Nama baru ada, kalau ada bentuk, walaupun bentuk yang bersifat abstrak. Istilah Tuhan (Ida Sanghyang Widhi, Allah) dan sebagainya adalah simbul untuk menamai bentuk pikiran yang tidak dapat dilukiskan karena abstraknya. Kecenderungan ingin melukiskan Tuhan dalam bentuk patung adalah suatu cetusan rasa cinta (bhakti). Sebagaimana halnya jika seorang pemuda jatuh cinta pada kekasihnya, sampai ke tingkat Madness (tergila-gila) maka bantal gulingpun dipeluknya erat-erat diumpamakan kekasihnya. Dia ingin menggambarkan kekasihnya itu dengan sajak-sajak yang penuh dengan perumpamaan seperti misalnya : matanya seperti bintang timur, mukanya seperti bulan purnama, dan sebagainya.

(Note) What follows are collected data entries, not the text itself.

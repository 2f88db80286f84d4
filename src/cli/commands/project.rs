//! Shared project loading for dependency commands.

use std::path::{Path, PathBuf};

use crate::config::{load_config, validate, PrereqConfig};
use crate::dependency::{DependencyRegistry, LifecycleSettings};
use crate::error::Result;
use crate::ui::{OutputMode, UserInterface};

/// A loaded project: validated config plus the registry built from it.
pub struct Project {
    root: PathBuf,
    config: PrereqConfig,
    registry: DependencyRegistry,
}

impl Project {
    /// Load and validate the config for `root`.
    ///
    /// With `config_override` only that file is read; otherwise the user,
    /// project and local files are merged. No config at all is fine and
    /// leaves just the built-in dependencies.
    pub fn load(root: &Path, config_override: Option<&Path>) -> Result<Self> {
        let config = load_config(root, config_override)?;
        validate(&config)?;
        let registry = DependencyRegistry::with_config(&config);

        Ok(Self {
            root: root.to_path_buf(),
            config,
            registry,
        })
    }

    /// Project root directory; shell commands run here.
    pub fn root(&self) -> &Path {
        &self.root
    }

    /// The merged configuration.
    pub fn config(&self) -> &PrereqConfig {
        &self.config
    }

    /// Registry of built-in and configured dependencies.
    pub fn registry(&self) -> &DependencyRegistry {
        &self.registry
    }

    /// Engine settings taken from config.
    pub fn lifecycle_settings(&self) -> LifecycleSettings {
        LifecycleSettings::from(&self.config.settings)
    }

    /// Apply config `default_output` when no CLI flag was explicitly set.
    pub fn apply_output_mode(&self, ui: &mut dyn UserInterface) {
        if ui.output_mode() == OutputMode::Normal {
            ui.set_output_mode(self.config.settings.default_output.into());
        }
    }
}
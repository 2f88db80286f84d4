//! Check command implementation.
//!
//! The `prereq check` command reports which dependencies are installed.

use std::path::{Path, PathBuf};

use crate::cli::args::CheckArgs;
use crate::dependency::{Lifecycle, SystemClock};
use crate::error::Result;
use crate::shell::SystemShell;
use crate::ui::UserInterface;

use super::dispatcher::{Command, CommandResult};
use super::project::Project;

/// The check command implementation.
pub struct CheckCommand {
    project_root: PathBuf,
    config_override: Option<PathBuf>,
    args: CheckArgs,
}

impl CheckCommand {
    /// Create a new check command.
    pub fn new(project_root: &Path, config_override: Option<&Path>, args: CheckArgs) -> Self {
        Self {
            project_root: project_root.to_path_buf(),
            config_override: config_override.map(Path::to_path_buf),
            args,
        }
    }
}

impl Command for CheckCommand {
    fn execute(&self, ui: &mut dyn UserInterface) -> Result<CommandResult> {
        let project = Project::load(&self.project_root, self.config_override.as_deref())?;
        project.apply_output_mode(ui);

        let ids: Vec<String> = if self.args.ids.is_empty() {
            project.registry().ids().into_iter().map(String::from).collect()
        } else {
            self.args.ids.clone()
        };

        // Resolve everything up front so a typo fails before any command runs
        let dependencies = ids
            .iter()
            .map(|id| project.registry().resolve(id))
            .collect::<Result<Vec<_>>>()?;

        let shell = SystemShell::in_dir(project.root());
        let clock = SystemClock;
        let settings = project.lifecycle_settings();
        let mut missing = 0;

        for dependency in &dependencies {
            ui.pending(&format!("{}:", dependency.name));

            let outcome = {
                let lifecycle = Lifecycle::new(&shell, ui, &clock).with_settings(settings);
                dependency.check(&lifecycle)
            };

            match outcome {
                Ok(true) => ui.print_ok(),
                Ok(false) => {
                    ui.print_not_ok();
                    missing += 1;
                }
                Err(e) => {
                    ui.print_not_ok();
                    ui.warning(&e.to_string());
                    missing += 1;
                }
            }
        }

        if missing > 0 {
            ui.error(&format!(
                "{} of {} dependencies missing",
                missing,
                dependencies.len()
            ));
            return Ok(CommandResult::failure(1));
        }

        ui.success("All dependencies installed");
        Ok(CommandResult::success())
    }
}
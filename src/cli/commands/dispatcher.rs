//! Command dispatching.
//!
//! This module provides the core command infrastructure:
//! - [`Command`] trait for implementing commands
//! - [`CommandResult`] for uniform result reporting
//! - [`CommandDispatcher`] for routing CLI subcommands

use std::path::{Path, PathBuf};

use crate::cli::args::{CheckArgs, Cli, Commands};
use crate::error::Result;
use crate::ui::UserInterface;

/// Trait for command implementations.
///
/// Each CLI subcommand implements this trait to provide its execution logic.
pub trait Command {
    /// Execute the command.
    ///
    /// # Arguments
    ///
    /// * `ui` - User interface for displaying output
    ///
    /// # Returns
    ///
    /// A [`CommandResult`] indicating success/failure and exit code.
    fn execute(&self, ui: &mut dyn UserInterface) -> Result<CommandResult>;
}

/// Result of command execution.
#[derive(Debug)]
pub struct CommandResult {
    /// Whether the command succeeded.
    pub success: bool,

    /// Exit code to use (0 for success, non-zero for failure).
    pub exit_code: i32,
}

impl CommandResult {
    /// Create a successful result.
    pub fn success() -> Self {
        Self {
            success: true,
            exit_code: 0,
        }
    }

    /// Create a failure result.
    pub fn failure(exit_code: i32) -> Self {
        Self {
            success: false,
            exit_code,
        }
    }
}

/// Dispatches CLI commands to their implementations.
pub struct CommandDispatcher {
    project_root: PathBuf,
    config_override: Option<PathBuf>,
}

impl CommandDispatcher {
    /// Create a new dispatcher for the given project root.
    pub fn new(project_root: PathBuf) -> Self {
        Self {
            project_root,
            config_override: None,
        }
    }

    /// Load only `path` instead of discovering config files.
    pub fn with_config_override(mut self, path: Option<PathBuf>) -> Self {
        self.config_override = path;
        self
    }

    /// Get the project root path.
    pub fn project_root(&self) -> &Path {
        &self.project_root
    }

    /// Dispatch and execute a command.
    ///
    /// Routes the CLI subcommand to the appropriate command implementation
    /// and executes it.
    pub fn dispatch(&self, cli: &Cli, ui: &mut dyn UserInterface) -> Result<CommandResult> {
        let root = &self.project_root;
        let config = self.config_override.as_deref();

        match &cli.command {
            Some(Commands::Check(args)) => {
                let cmd = super::check::CheckCommand::new(root, config, args.clone());
                cmd.execute(ui)
            }
            Some(Commands::Install(args)) => {
                let cmd = super::install::InstallCommand::new(root, config, args.clone());
                cmd.execute(ui)
            }
            Some(Commands::Uninstall(args)) => {
                let cmd = super::uninstall::UninstallCommand::new(root, config, args.clone());
                cmd.execute(ui)
            }
            Some(Commands::List(args)) => {
                let cmd = super::list::ListCommand::new(root, config, args.clone());
                cmd.execute(ui)
            }
            Some(Commands::Completions(args)) => {
                let cmd = super::completions::CompletionsCommand::new(args.clone());
                cmd.execute(ui)
            }
            None => {
                // Default to checking everything
                let cmd = super::check::CheckCommand::new(root, config, CheckArgs::default());
                cmd.execute(ui)
            }
        }
    }
}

Kalau kita pikirkan dengan tenang, jika ada orang yang matanya seperti bintang timur dan mukanya bulat seperti bulan purnama, barangkali tidak bisa kita menyebutkan orang yang sedemikian itu cantik. Semua itu adalah sekedar simbul, ekspresi dari perasaan cinta. Demikian pula Umat Hindu yang tergila-gila ingin menggambarkan Tuhannya dengan membuat patung sebagai realisasi perasaan cintanya, dihias dan dipuja, dan tidak pernah terpikirkan dalam hatinya bahwa patung itu adalah sebuah kayu diukir. Seperti halnya anak murid kelas nol kecil, jika diajar ilmu berhitung ia tidak dapat membayangkan berapa tiga tambah tiga itu, karena pengertian tiga itu adalah sesuatu yang abstrak, maka untuk itu lbu Guru terpaksa menggambarkan bulatan yang berbentuk telur di papan sebanyak tiga tambah tiga, seraya menanyakan pada anak-anak: “Ini gambar apa anak-anak? tanya Bu Guru. “Telur” jawab anak-anak. “Berapa jumlahnya anak-anak? tanya Bu Guru? Maka anak-anak pun menghitung bulatan-bulatan di papan yang dianggapnya telur itu dan mereka dapat menjawabnya dengan tepat.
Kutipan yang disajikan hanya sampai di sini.